The changing of the guard: Live and Let Die

After the unsuccessful attempt to turn George Lazenby into the new James Bond, Eon Films finally made it work with Roger Moore in Live and Let Die (1973).
Well, sort of work. The film is at least as entertaining as Diamonds Are Forever, and it has an excellent cast, but it’s a long way from Dr. No, From Russia With Love or Goldfinger.

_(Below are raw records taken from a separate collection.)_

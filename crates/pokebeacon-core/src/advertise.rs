//! Outgoing advertisement lifecycle
//!
//! ```text
//! Idle --start--> Advertising --stop--> Idle
//! Advertising --start--> (implicit stop) --> Advertising
//! any --driver error--> Failed --start--> Advertising | Failed
//! ```
//!
//! At most one broadcast handle is held at a time. Replacing the payload always
//! stops the previous broadcast before starting the next one; if that stop
//! fails the replacement is abandoned and the old handle kept.

use serde::{Deserialize, Serialize};
use tracing::{debug, info, warn};
use uuid::Uuid;

use crate::codec::{EncodedPayload, PayloadCodec};
use crate::errors::{AdvertiseError, RadioError};
use crate::events::{publish, DiscoveryEvent, EventSender};
use crate::radio::{AdvertiseHandle, AdvertisementSpec, RadioSession};

/// Advertise session state
#[derive(Debug, Clone, Copy, PartialEq, Eq, Default, Serialize, Deserialize)]
pub enum AdvertiseState {
    #[default]
    Idle,
    Advertising,
    Failed,
}

#[derive(Debug)]
struct ActiveBroadcast {
    handle: AdvertiseHandle,
    payload: EncodedPayload,
}

/// Owns the outgoing broadcast
pub struct AdvertiseSession {
    radio: RadioSession,
    codec: PayloadCodec,
    service_uuids: Vec<Uuid>,
    events: EventSender,
    state: AdvertiseState,
    active: Option<ActiveBroadcast>,
}

impl AdvertiseSession {
    pub fn new(
        radio: RadioSession,
        codec: PayloadCodec,
        service_uuids: Vec<Uuid>,
        events: EventSender,
    ) -> Self {
        Self {
            radio,
            codec,
            service_uuids,
            events,
            state: AdvertiseState::Idle,
            active: None,
        }
    }

    pub fn state(&self) -> AdvertiseState {
        self.state
    }

    /// Payload currently on air, if any
    pub fn current_payload(&self) -> Option<&EncodedPayload> {
        self.active.as_ref().map(|active| &active.payload)
    }

    /// Broadcast `payload_name`, replacing any broadcast already running
    pub async fn start(&mut self, payload_name: &str) -> Result<(), AdvertiseError> {
        let payload = self.codec.encode_advertisement(payload_name)?;

        if let Some(previous) = self.active.take() {
            if let Err(e) = self.stop_handle(previous.handle).await {
                // The previous broadcast may still be on air; never start a second one
                self.active = Some(previous);
                return Err(self.fail(e));
            }
            debug!("Stopped '{}' before replacing it", previous.payload.local_name);
            self.state = AdvertiseState::Idle;
        }

        let spec = AdvertisementSpec {
            local_name: payload.local_name.clone(),
            service_uuids: self.service_uuids.clone(),
            manufacturer_data: payload.manufacturer_data.clone(),
        };

        match self.broadcast(spec).await {
            Ok(handle) => {
                info!("Advertising as '{}'", payload.local_name);
                publish(
                    &self.events,
                    DiscoveryEvent::AdvertiseStarted {
                        local_name: payload.local_name.clone(),
                    },
                );
                self.active = Some(ActiveBroadcast { handle, payload });
                self.state = AdvertiseState::Advertising;
                Ok(())
            }
            Err(e) => Err(self.fail(e)),
        }
    }

    /// Stop the broadcast; succeeds without doing anything when idle
    pub async fn stop(&mut self) -> Result<(), AdvertiseError> {
        let Some(active) = self.active.take() else {
            if self.state == AdvertiseState::Failed {
                debug!("Clearing failed advertise session");
            }
            self.state = AdvertiseState::Idle;
            return Ok(());
        };

        match self.stop_handle(active.handle).await {
            Ok(()) => {
                info!("Stopped advertising '{}'", active.payload.local_name);
                self.state = AdvertiseState::Idle;
                publish(&self.events, DiscoveryEvent::AdvertiseStopped);
                Ok(())
            }
            Err(e) => {
                // The broadcast may still be live; keep the handle so the next
                // start stops it first.
                self.active = Some(active);
                Err(self.fail(e))
            }
        }
    }

    async fn broadcast(&self, spec: AdvertisementSpec) -> Result<AdvertiseHandle, RadioError> {
        let driver = self.radio.driver().await?;
        driver.start_advertise(spec).await
    }

    /// Stop `handle`, treating a broadcast the driver no longer knows as stopped
    async fn stop_handle(&self, handle: AdvertiseHandle) -> Result<(), RadioError> {
        let driver = self.radio.driver().await?;
        match driver.stop_advertise(handle).await {
            Err(RadioError::UnknownBroadcast { handle }) => {
                debug!("Broadcast {} already gone", handle);
                Ok(())
            }
            result => result,
        }
    }

    fn fail(&mut self, error: RadioError) -> AdvertiseError {
        let reason = error.to_string();
        warn!("Advertise session failed: {}", reason);
        self.state = AdvertiseState::Failed;
        publish(
            &self.events,
            DiscoveryEvent::AdvertiseFailed {
                reason: reason.clone(),
            },
        );
        AdvertiseError::BroadcastFailed { reason }
    }
}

The plot: After three British agents investigating Caribbean island president Kananga (Yaphet Kotto) all die, Bond goes in. He discovers that Kananga is stockpiling two tons of heroin which he plans to distribute free throughout America, using a black-owned restaurant chain and his underworld connections in his second identity of Mr. Big, Harlem crimelord. Once the free heroin collapses the existing drug syndicates, he’ll start charging again with an absolute monopoly (Bond, of course, has other ideas).

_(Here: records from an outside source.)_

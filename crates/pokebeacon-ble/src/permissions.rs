//! Permission provider for desktop hosts
//!
//! Desktop stacks have no runtime permission prompt; access is governed by
//! group membership or OS privacy settings that surface as driver errors.
//! What can be checked up front is whether an adapter exists and is powered.

use pokebeacon_core::{Grant, Permission, PermissionError, PermissionProvider};
use tracing::{debug, info};

use crate::config::BleRadioConfig;
use crate::error::BleRadioError;

// ----------------------------------------------------------------------------
// Adapter Power
// ----------------------------------------------------------------------------

/// Power control of a single adapter
#[async_trait::async_trait]
pub(crate) trait AdapterPower: Sync {
    async fn is_powered(&self) -> Result<bool, BleRadioError>;
    async fn set_powered(&self, on: bool) -> Result<(), BleRadioError>;
}

#[cfg(target_os = "linux")]
#[async_trait::async_trait]
impl AdapterPower for bluer::Adapter {
    async fn is_powered(&self) -> Result<bool, BleRadioError> {
        bluer::Adapter::is_powered(self)
            .await
            .map_err(|e| BleRadioError::BlueZ(e.to_string()))
    }

    async fn set_powered(&self, on: bool) -> Result<(), BleRadioError> {
        bluer::Adapter::set_powered(self, on)
            .await
            .map_err(|e| BleRadioError::BlueZ(format!("Failed to power on adapter: {}", e)))
    }
}

/// Report whether `adapter` is powered, switching it on first when allowed
#[cfg_attr(not(target_os = "linux"), allow(dead_code))]
pub(crate) async fn ensure_powered<A: AdapterPower>(
    adapter: &A,
    power_on: bool,
) -> Result<bool, BleRadioError> {
    if adapter.is_powered().await? {
        return Ok(true);
    }
    if !power_on {
        return Ok(false);
    }
    adapter.set_powered(true).await?;
    info!("Powered on BLE adapter");
    Ok(true)
}

// ----------------------------------------------------------------------------
// Desktop Permissions
// ----------------------------------------------------------------------------

/// Grants every permission and reports the adapter power state
#[derive(Debug, Clone, Default)]
pub struct DesktopPermissions {
    adapter_index: usize,
    power_on_adapter: bool,
}

impl DesktopPermissions {
    pub fn new() -> Self {
        Self::default()
    }

    /// Check the same adapter the radio driver uses
    pub fn from_config(config: &BleRadioConfig) -> Self {
        Self {
            adapter_index: config.adapter_index,
            power_on_adapter: config.power_on_adapter,
        }
    }
}

#[async_trait::async_trait]
impl PermissionProvider for DesktopPermissions {
    async fn request(
        &self,
        permissions: &[Permission],
    ) -> Result<Vec<(Permission, Grant)>, PermissionError> {
        debug!("Desktop host grants {:?} implicitly", permissions);
        Ok(permissions.iter().map(|&p| (p, Grant::Granted)).collect())
    }

    #[cfg(target_os = "linux")]
    async fn radio_enabled(&self) -> Result<bool, PermissionError> {
        let session = bluer::Session::new()
            .await
            .map_err(|e| BleRadioError::BlueZ(format!("BlueZ session: {}", e)))?;
        let adapter = crate::adapter::open_bluez_adapter(&session, self.adapter_index).await?;

        let powered = ensure_powered(&adapter, self.power_on_adapter).await?;
        debug!("Adapter {} powered: {}", adapter.name(), powered);
        Ok(powered)
    }

    #[cfg(not(target_os = "linux"))]
    async fn radio_enabled(&self) -> Result<bool, PermissionError> {
        use btleplug::api::Manager as _;
        use btleplug::platform::Manager;

        let manager = Manager::new()
            .await
            .map_err(|e| BleRadioError::ManagerFailed(e.to_string()))?;
        let adapters = manager
            .adapters()
            .await
            .map_err(|e| BleRadioError::ManagerFailed(e.to_string()))?;

        // Power state is not exposed here; a present adapter counts as enabled
        Ok(adapters.len() > self.adapter_index)
    }
}
//! Cross-platform advertising trait and platform detection

pub mod fallback;
#[cfg(target_os = "linux")]
pub mod linux;

use pokebeacon_core::AdvertisementSpec;

use crate::config::BleRadioConfig;
use crate::error::BleRadioError;

// ----------------------------------------------------------------------------
// Cross-platform Advertising Trait
// ----------------------------------------------------------------------------

/// BLE advertising across platforms
///
/// One advertiser carries at most one broadcast; starting again replaces it.
#[async_trait::async_trait]
pub trait BleAdvertiser: Send + Sync {
    /// Put `spec` on air
    async fn start_advertising(
        &mut self,
        spec: &AdvertisementSpec,
        config: &BleRadioConfig,
    ) -> Result<(), BleRadioError>;

    /// Take the broadcast off air
    async fn stop_advertising(&mut self) -> Result<(), BleRadioError>;

    /// Check if currently advertising
    fn is_advertising(&self) -> bool;
}

// ----------------------------------------------------------------------------
// Platform Detection and Factory
// ----------------------------------------------------------------------------

/// Platform-specific advertiser enum
pub enum PlatformAdvertiser {
    #[cfg(target_os = "linux")]
    Linux(linux::LinuxAdvertiser),
    #[allow(dead_code)]
    Fallback(fallback::FallbackAdvertiser),
}

impl PlatformAdvertiser {
    /// Create the appropriate advertiser for the current platform
    pub fn new() -> Self {
        #[cfg(target_os = "linux")]
        {
            Self::Linux(linux::LinuxAdvertiser::new())
        }
        #[cfg(not(target_os = "linux"))]
        {
            Self::Fallback(fallback::FallbackAdvertiser::new())
        }
    }
}

impl Default for PlatformAdvertiser {
    fn default() -> Self {
        Self::new()
    }
}

#[async_trait::async_trait]
impl BleAdvertiser for PlatformAdvertiser {
    async fn start_advertising(
        &mut self,
        spec: &AdvertisementSpec,
        config: &BleRadioConfig,
    ) -> Result<(), BleRadioError> {
        match self {
            #[cfg(target_os = "linux")]
            Self::Linux(ref mut advertiser) => advertiser.start_advertising(spec, config).await,
            Self::Fallback(ref mut advertiser) => advertiser.start_advertising(spec, config).await,
        }
    }

    async fn stop_advertising(&mut self) -> Result<(), BleRadioError> {
        match self {
            #[cfg(target_os = "linux")]
            Self::Linux(ref mut advertiser) => advertiser.stop_advertising().await,
            Self::Fallback(ref mut advertiser) => advertiser.stop_advertising().await,
        }
    }

    fn is_advertising(&self) -> bool {
        match self {
            #[cfg(target_os = "linux")]
            Self::Linux(ref advertiser) => advertiser.is_advertising(),
            Self::Fallback(ref advertiser) => advertiser.is_advertising(),
        }
    }
}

The Bond: As the book Licensed to Thrill notes, Moore fits very well with the lighter comic tone the series had developed by this point—it’s hard to imagine Connery in the farce opening where Moore’s Bond smuggles out an Italian agent he’s been making love to before M can spot her. But watching so soon after Diamonds, it’s impossible not to notice how much less physically impressive Moore is. Up until the final fight with Tee-Hee (Ji-Tu Cumbuka), he engages in almost no mano-a-mano violence, dispatching Baron Samedi (the always impressive Geoffrey Holder) at a distance (using a Magnum revolver a la Dirty Harry rather than his usual Walther PP). That being said, he survives plenty of perils, including sharks, snakes, gators, Harlem gangsters and a tedious ten minute car/boat chase (I pretty much ignored that bit).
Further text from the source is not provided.